Beneficiary shall have the right, at any time within twelve months after the date of death, to exercise in whole or in part any rights that were available to the Optionholder at the time of death. Notwithstanding the foregoing, no rights under this Option may be exercised after the Expiration Date.

     9. Compliance with Securities Laws. It shall be a condition to the Optionholder’s right to purchase shares of Common Stock hereunder that the Company may, in its discretion, require (a) that the shares of Common Stock reserved for issue upon the exercise of this Option shall have been duly listed, upon official notice of issuance, upon any national securities exchange or automated quotation system on which the Company’s Common Stock may then be listed or quoted, (b) that either (i) a registration statement under the Securities Act of 1933 with respect to the shares shall be in effect, or (ii) in the opinion of counsel for the Company, the proposed purchase shall be exempt from registration under that Act and the Optionholder shall have made such undertakings and agreements with the Company as the Company may reasonably require, and (c) that such other steps, if any, as counsel for the Company shall consider necessary to comply with any law applicable to the issue of such shares by the Company shall have been taken by the Company or the Optionholder, or both. The certificates representing the shares purchased under this Option may contain such legends as counsel for the Company shall consider necessary to comply with any applicable law.
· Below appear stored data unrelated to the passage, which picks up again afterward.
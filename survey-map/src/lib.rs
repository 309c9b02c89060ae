//! # survey-map
//!
//! Préparation des cartes d'une campagne d'observation en mer : lignes
//! d'effort, limites réparées, observations, fond de carte.
//!
//! ## Features
//!
//! - Lignes d'effort (début → fin) reprojetées, avec contrôle de cardinalité
//! - Reprojection Rust pur (WGS84, Web Mercator, UTM), PROJ en option
//! - Sélection des observations par polygone, avec contrôle du CRS
//! - Plan de tuiles XYZ et manifeste de carte
//! - Export GeoJSON
//!
//! ## Usage CLI
//!
//! ```bash
//! # Lignes d'effort en UTM 24S
//! survey-map lines --effort effort.csv --output effort_lines.geojson
//!
//! # Carte complète sur fond océanique ESRI
//! survey-map map --shapes shapes/ --sightings sightings.csv --effort effort.csv --output out/
//! ```

pub mod config;
pub mod effort;
pub mod error;
pub mod export;
pub mod layers;
pub mod map;
pub mod report;
pub mod reproject_lite;
pub mod subset;
pub mod tiles;

pub use config::MapConfig;
pub use effort::{EffortLine, EffortLineBuilder, Role, RolePoint};
pub use error::MapError;
pub use layers::reproject_layer;
pub use map::{compose_map, write_map, ComposedMap, MapManifest};
pub use report::{RunReport, RunStatus};
pub use reproject_lite::{ReprojectorLite, SmartReprojector};
pub use subset::points_within;
pub use tiles::{auto_zoom, lonlat_to_tile, tile_bounds, BBox, TilePlan};
//! Validation, réparation et simplification des géométries
//!
//! La réparation est obligatoire avant toute opération spatiale
//! (sélection de points par polygone, superposition de couches).

pub mod fallback;
pub mod ring;
pub mod validity;

pub use validity::{is_valid, validate, ValidityIssue};

use geo::orient::{Direction, Orient};
use geo::{Area, Coord, Geometry, GeometryCollection, LineString, MultiLineString, MultiPoint, MultiPolygon, Point, Polygon, Simplify};
use tracing::{debug, warn};

use crate::types::Layer;
use crate::SurveyDataError;

/// Bilan de réparation d'une couche
#[derive(Debug, Clone, Copy, Default, PartialEq, Eq)]
pub struct RepairStats {
    /// Features examinées
    pub checked: usize,
    /// Features déjà valides
    pub valid: usize,
    /// Features réparées
    pub repaired: usize,
    /// Features supprimées car irréparables
    pub dropped: usize,
}

/// Répare une géométrie. Le résultat passe toujours `validate` sans défaut.
pub fn repair(geom: &Geometry, entity_id: &str) -> Result<Geometry, SurveyDataError> {
    let repaired = match geom {
        Geometry::Point(p) => {
            if !finite(p.0) {
                return Err(SurveyDataError::repair_failed(entity_id, "non-finite point"));
            }
            Geometry::Point(*p)
        }
        Geometry::MultiPoint(mp) => {
            let points: Vec<Point> = mp.0.iter().copied().filter(|p| finite(p.0)).collect();
            if points.is_empty() {
                return Err(SurveyDataError::repair_failed(entity_id, "no finite point"));
            }
            Geometry::MultiPoint(MultiPoint::new(points))
        }
        Geometry::Line(l) => {
            if !finite(l.start) || !finite(l.end) {
                return Err(SurveyDataError::repair_failed(entity_id, "non-finite line"));
            }
            Geometry::Line(*l)
        }
        Geometry::LineString(ls) => Geometry::LineString(
            repair_linestring(ls)
                .ok_or_else(|| SurveyDataError::repair_failed(entity_id, "degenerate linestring"))?,
        ),
        Geometry::MultiLineString(mls) => {
            let lines: Vec<LineString> = mls.0.iter().filter_map(repair_linestring).collect();
            if lines.is_empty() {
                return Err(SurveyDataError::repair_failed(entity_id, "all linestrings degenerate"));
            }
            Geometry::MultiLineString(MultiLineString::new(lines))
        }
        Geometry::Polygon(p) => Geometry::Polygon(
            repair_polygon(p, entity_id)
                .ok_or_else(|| SurveyDataError::repair_failed(entity_id, "degenerate polygon"))?,
        ),
        Geometry::MultiPolygon(mp) => {
            let polygons: Vec<Polygon> = mp
                .0
                .iter()
                .filter_map(|p| repair_polygon(p, entity_id))
                .collect();
            if polygons.is_empty() {
                return Err(SurveyDataError::repair_failed(entity_id, "all polygons degenerate"));
            }
            Geometry::MultiPolygon(MultiPolygon::new(polygons))
        }
        Geometry::Rect(r) => return repair(&Geometry::Polygon(r.to_polygon()), entity_id),
        Geometry::Triangle(t) => return repair(&Geometry::Polygon(t.to_polygon()), entity_id),
        Geometry::GeometryCollection(gc) => {
            let parts: Vec<Geometry> = gc.0.iter().filter_map(|g| repair(g, entity_id).ok()).collect();
            if parts.is_empty() {
                return Err(SurveyDataError::repair_failed(entity_id, "empty collection"));
            }
            Geometry::GeometryCollection(GeometryCollection::new_from(parts))
        }
    };

    Ok(repaired)
}

/// Simplifie (Douglas-Peucker) puis répare une géométrie
///
/// `tolerance` est exprimée dans l'unité de la projection de la géométrie.
pub fn simplify(geom: &Geometry, tolerance: f64, entity_id: &str) -> Result<Geometry, SurveyDataError> {
    if tolerance <= 0.0 {
        return repair(geom, entity_id);
    }

    let simplified = match geom {
        Geometry::LineString(ls) => Geometry::LineString(ls.simplify(&tolerance)),
        Geometry::MultiLineString(mls) => Geometry::MultiLineString(mls.simplify(&tolerance)),
        Geometry::Polygon(p) => Geometry::Polygon(p.simplify(&tolerance)),
        Geometry::MultiPolygon(mp) => Geometry::MultiPolygon(mp.simplify(&tolerance)),
        other => other.clone(),
    };

    repair(&simplified, entity_id)
}

/// Valide et répare toutes les features d'une couche, en place
///
/// Les features irréparables sont retirées de la couche.
pub fn repair_layer(layer: &mut Layer) -> RepairStats {
    let mut stats = RepairStats::default();
    let features = std::mem::take(&mut layer.features);

    for mut feature in features {
        stats.checked += 1;

        let issues = validate(&feature.geometry);
        if issues.is_empty() {
            stats.valid += 1;
            layer.features.push(feature);
            continue;
        }

        match repair(&feature.geometry, &feature.id) {
            Ok(geometry) => {
                debug!(entity_id = %feature.id, issues = ?issues, "Geometry repaired");
                feature.geometry = geometry;
                stats.repaired += 1;
                layer.features.push(feature);
            }
            Err(e) => {
                warn!(layer = %layer.name, error = %e, "Dropping unrepairable feature");
                stats.dropped += 1;
            }
        }
    }

    stats
}

fn finite(c: Coord) -> bool {
    c.x.is_finite() && c.y.is_finite()
}

fn repair_linestring(ls: &LineString) -> Option<LineString> {
    let mut coords: Vec<Coord> = ls.0.iter().copied().filter(|c| finite(*c)).collect();
    coords.dedup_by(|a, b| ring::coords_equal(*a, *b));
    (coords.len() >= 2).then(|| LineString::new(coords))
}

/// Répare un polygone : rings nettoyés, auto-intersection de l'extérieur
/// remplacée par l'enveloppe convexe, trous invalides retirés, orientation normalisée
fn repair_polygon(poly: &Polygon, entity_id: &str) -> Option<Polygon> {
    let exterior = ring::clean_ring(poly.exterior())?;

    let exterior = if ring::self_intersects(&exterior) {
        warn!(entity_id = %entity_id, "Self-intersecting exterior ring, using convex hull");
        match fallback::convex_hull_fallback(&exterior, entity_id) {
            Ok(hull) => ring::clean_ring(hull.exterior())?,
            Err(e) => {
                warn!(entity_id = %entity_id, error = %e, "Convex hull fallback failed");
                return None;
            }
        }
    } else {
        exterior
    };

    let interiors: Vec<LineString> = poly
        .interiors()
        .iter()
        .filter_map(ring::clean_ring)
        .filter(|r| {
            let keep = !ring::self_intersects(r)
                && Polygon::new(r.clone(), vec![]).unsigned_area() >= validity::MIN_AREA;
            if !keep {
                debug!(entity_id = %entity_id, "Dropping invalid hole");
            }
            keep
        })
        .collect();

    let shell_area = Polygon::new(exterior.clone(), vec![]).unsigned_area();
    if shell_area < validity::MIN_AREA {
        return None;
    }

    Some(Polygon::new(exterior, interiors).orient(Direction::Default))
}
     10. Payment of Taxes. The Optionholder shall pay to the Company, or make provision satisfactory to the Company for payment of, any taxes required by law to be withheld with respect to the exercise of this Option. The Committee may, in its discretion, require any other Federal or state taxes imposed on the sale of the shares to be paid by the Optionholder. In the Committee’s discretion, such tax obligations may be paid in whole or in part in shares of Common Stock, including shares retained from the exercise of this Option, valued at their Fair Market Value on the date of delivery. The Company and its Affiliated may, to the extent permitted by law, deduct any such tax obligations from any payment of any kind otherwise due to the Optionholder.

     11. Notice of Sale of Shares Required. The Optionholder agrees to notify the Company in writing within 30 days of the disposition of any shares purchased upon exercise of this Option if such disposition occurs within two years of the date of the grant of this Option or within one year after such purchase.